We spoke to both Byington and Wheless over the phone and discussed the zigzag trip that brought Frances Ferguson from bored housewife to sex criminal. The character was born from both parties, emerging from a workshop session as a woman desperate to flee the quicksand of her life. The narrative emerged much later when a copy of the New York Post fell before Byington. Teacher arrested for having a sexual relationship with a student. Bingo!
“We were just curious as to why anybody would do that,” says Wheless. “Seems like a strange choice, and we were looking to explore her rationale, which in the end was trying to get out of that trap situation and not necessarily about the kid at all.”
The headline that Frances finds herself within is not unique, and one can find many similar mugshots staring out of newspapers across many states and several decades. “I judged her, definitely,” she continues. “It’s not excusable or anything like that, but we explore it in the way that you would a family member who makes mistakes or choices you think are terrible. You look at them as the person that they are and try to go from there.”
Their time workshopping Frances was crucial. They built her from the ground up and simply transitioned her to a different environment. “Having worked on her for so long, before the actual film and the script and all that came into being helped make it click,” says Wheless. “Bob has a very specific vision for her voice, and we would play around with that; either look at the dialogue or practice reading it or just talk through it. Is this Fran? Is this not Fran? What is the right tone, and what is not?”
Reaching a mutual understanding of the character could prove difficult at times. How do you possibly determine who is the right Fran? “I don’t know,” says Byington. “I’m kind of in a fugue state, but Kaylee’s told me that I do like a ‘Yes/No’ thing.”
Wheless regularly performed a temperature check with her director, and always found a new goal to strive towards. “We were never quite there,” she confirms, “because it can always be improved.”
The deeper into the weeds of the film Byington submerged, the better appreciation he would have regarding not only the character but the completion of the scene itself. “I would actually call out percentages. I have to get this scene and bring it back on a hard drive to the editor, right? So, I’m like ‘We’ve got 30, 40, 50, 60, 70 percent of the scene.’ I think Kaylee was making fun of me for calling it out,” Wheless certifies with a laugh.
Unpacking the New York Post headlines could have resulted in any number of movies, but Byington was never going to make a legal drama or some sensationalist weepy. “I always just want to make a funny movie,” he says. “I don’t have other real aspirations, unfortunately.”
To that end, once you layer Offerman over the entire runtime, and sprinkle in comedic talents like David Krumholtz, Keith Poulson, and Martin Starr, then the tone takes care of itself.
Wheless is often placed in the difficult position of grounding high-octane personas. “I agonized over that privately,” she admits. “I just wanted to portray her honestly.”

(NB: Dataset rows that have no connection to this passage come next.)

//! Endpoints and the (number, direction) directory.
//!
//! Endpoint kinds are a plain tagged variant; the shared behavior of the two bulk
//! streams is the [`Pipe`] capability trait. Endpoint 0 is always [`Control`] and
//! claims both directions.
//!
//! [`Control`]: EndpointKind::Control
use core::fmt;

use heapless::Vec;

use crate::bdt::Bdt;
use crate::hw::{Endpt, Reg, Sie};
use crate::packet::{PacketId, PacketPool};
use crate::NUM_PACKETS;

mod control;
mod stream;

pub use control::{ControlEndpoint, Stage};
pub use stream::{StreamIn, StreamOut};

/// Packets handed back by an endpoint that still need to be released to the pool.
pub type Drained = Vec<PacketId, NUM_PACKETS>;

#[derive(Debug, Clone, Copy, PartialEq, Eq)]
pub enum Direction {
    /// Host to device.
    Out = 0,
    /// Device to host.
    In = 1,
}

/// One of the two ping-pong buffer descriptor slots per endpoint and direction.
#[derive(Debug, Clone, Copy, PartialEq, Eq)]
pub enum Bank {
    Even = 0,
    Odd = 1,
}

impl Bank {
    pub fn other(self) -> Bank {
        match self {
            Bank::Even => Bank::Odd,
            Bank::Odd => Bank::Even,
        }
    }
}

#[derive(Clone, Copy, PartialEq, Eq)]
pub struct EndpointAddress {
    pub num: u8,
    pub dir: Direction,
}

impl EndpointAddress {
    pub const fn new(num: u8, dir: Direction) -> EndpointAddress { EndpointAddress { num, dir } }

    /// Decodes the endpoint field of a request's wIndex.
    pub fn from_index(index: u16) -> EndpointAddress {
        let dir = if index & 0x80 != 0 { Direction::In } else { Direction::Out };
        EndpointAddress { num: (index & 0x0F) as u8, dir }
    }

    /// bEndpointAddress as it appears in descriptors.
    pub fn to_byte(self) -> u8 { self.num | ((self.dir as u8) << 7) }
}

impl fmt::Debug for EndpointAddress {
    fn fmt(&self, f: &mut fmt::Formatter<'_>) -> fmt::Result { write!(f, "ep{:02x}", self.to_byte()) }
}

#[derive(Debug, Clone, Copy, PartialEq, Eq)]
pub enum EndpointKind {
    Control,
    BulkIn,
    BulkOut,
}

/// Maps (number, direction) to the endpoint registered there.
pub struct Directory([[Option<EndpointKind>; 2]; 16]);

impl Directory {
    pub const fn new() -> Directory { Directory([[None; 2]; 16]) }

    pub fn register(&mut self, ep: EndpointAddress, kind: EndpointKind) {
        self.0[ep.num as usize & 0xF][ep.dir as usize] = Some(kind);
        if kind == EndpointKind::Control {
            self.0[ep.num as usize & 0xF] = [Some(kind); 2];
        }
    }

    pub fn lookup(&self, ep: EndpointAddress) -> Option<EndpointKind> { self.0[ep.num as usize & 0xF][ep.dir as usize] }
}

impl Default for Directory {
    fn default() -> Self { Self::new() }
}

/// Capabilities shared by the bulk stream endpoints.
pub trait Pipe {
    fn address(&self) -> EndpointAddress;

    fn enable<S: Sie>(&mut self, sie: &S, bdt: &mut Bdt, pool: &mut PacketPool);

    /// Stops the endpoint and moves every packet it holds into `drained`.
    fn disable<S: Sie>(&mut self, sie: &S, bdt: &mut Bdt, pool: &mut PacketPool, drained: &mut Drained);

    /// Token completion on `bank`. Returns a packet the caller must release.
    fn isr(&mut self, bdt: &mut Bdt, pool: &mut PacketPool, bank: Bank) -> Option<PacketId>;

    /// Offers a packet released by someone else. Returns false to refuse it.
    fn give(&mut self, bdt: &mut Bdt, id: PacketId, addr: u32) -> bool;

    fn stall(&mut self, bdt: &mut Bdt);

    /// Clears the halt condition and resets the data toggle to DATA0.
    fn unstall(&mut self, bdt: &mut Bdt, pool: &mut PacketPool);

    fn stalled(&self) -> bool;
}

/// Read-modify-write of an ENDPTn register. Bulk IN and bulk OUT share endpoint
/// number 1, so each side only touches its own enable bit.
pub(crate) fn update_endpt<S: Sie, F: FnOnce(&mut Endpt)>(sie: &S, num: u8, f: F) {
    sie.modify(Reg::Endpt(num), |value| {
        let mut endpt = Endpt(value);
        f(&mut endpt);
        endpt.set_ephshk(endpt.eptxen() || endpt.eprxen());
        endpt.0
    });
}
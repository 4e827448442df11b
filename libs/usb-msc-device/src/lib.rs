//! USB mass-storage device stack for the Kinetis USB-OTG serial interface engine.
//!
//! The device enumerates with one configuration holding one Bulk-Only Transport
//! interface (SCSI transparent command set) backed by a [`BlockDevice`].
//!
//! Two execution contexts touch the stack:
//! 1. [`Usb::isr`] runs from the USB interrupt. It retires finished buffer
//!    descriptors, recycles packets and tracks bus state.
//! 2. [`Usb::process`] runs from the main loop. It masks the USB interrupt, advances
//!    the control pipe and then the Bulk-Only interface, and unmasks it again.
//!
//! Nothing blocks. Work that cannot complete immediately leaves state behind for
//! the next `process()` call.
#![cfg_attr(target_os = "none", no_std)]

pub mod bdt;
pub mod block_device;
pub mod bot;
pub mod bus;
pub mod config;
pub mod control;
pub mod descriptors;
pub mod endpoint;
pub mod error;
pub mod hw;
pub mod packet;
pub mod ram_disk;
pub mod scsi;
pub mod usb;

#[cfg(test)]
mod sim;

pub use bdt::BdTable;
pub use block_device::{BlockDevice, StreamDirection, StreamHandle};
pub use config::Config;
pub use error::{BlockDeviceError, Error};
pub use hw::{InterruptLine, KinetisSie, Reg, Sie, SystemClock};
pub use packet::{Packet, PacketStorage};
pub use ram_disk::RamDisk;
pub use usb::{DeviceState, Usb};

/// Max packet size for every endpoint, control included.
pub const MAX_PKT_SIZE: usize = 64;
/// Packets in the shared pool.
pub const NUM_PACKETS: usize = 32;
/// Endpoint numbers in use: 0 (control) and 1 (bulk in + bulk out).
pub const EP_NUM_CNT: usize = 2;
/// Highest logical unit number reported through Get Max LUN.
pub const MAX_LUN: u8 = 0;

mod logging {
    pub use log::trace as trace_usb;

    #[cfg(feature = "trace-bot")]
    pub use log::debug as trace_bot;
    #[cfg(not(feature = "trace-bot"))]
    pub use log::trace as trace_bot;

    #[cfg(feature = "trace-scsi")]
    pub use log::debug as trace_scsi;
    #[cfg(not(feature = "trace-scsi"))]
    pub use log::trace as trace_scsi;
}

While those around her puff-out in the scenes, Wheless shrinks, pulling as far inside as the narrative will permit. “I was being very muted,” she says, “but they allowed room for me to non-verbally communicate and simply respond to what they were giving me.”
While the situations and the emotions of Frances Ferguson often venture into the extreme, Byington and Wheless maintain a recognizable reality around their hero. Speaking on Byington’s behalf, Wheless refers to his characterization as naturalistic. “She doesn’t feel fake in any way,” she says. “I think Fran had a funny creation process, but it felt fairly organic coming from that New York Post article.”
We encounter baffling news items nearly every minute of every day. As easy as it can be to laugh them off as segments of the latest Dumb People Town, exploring the humanity of the headline can earn just as much humor as it can catharsis. We are defined by our bad choices and they are worthy of celebration.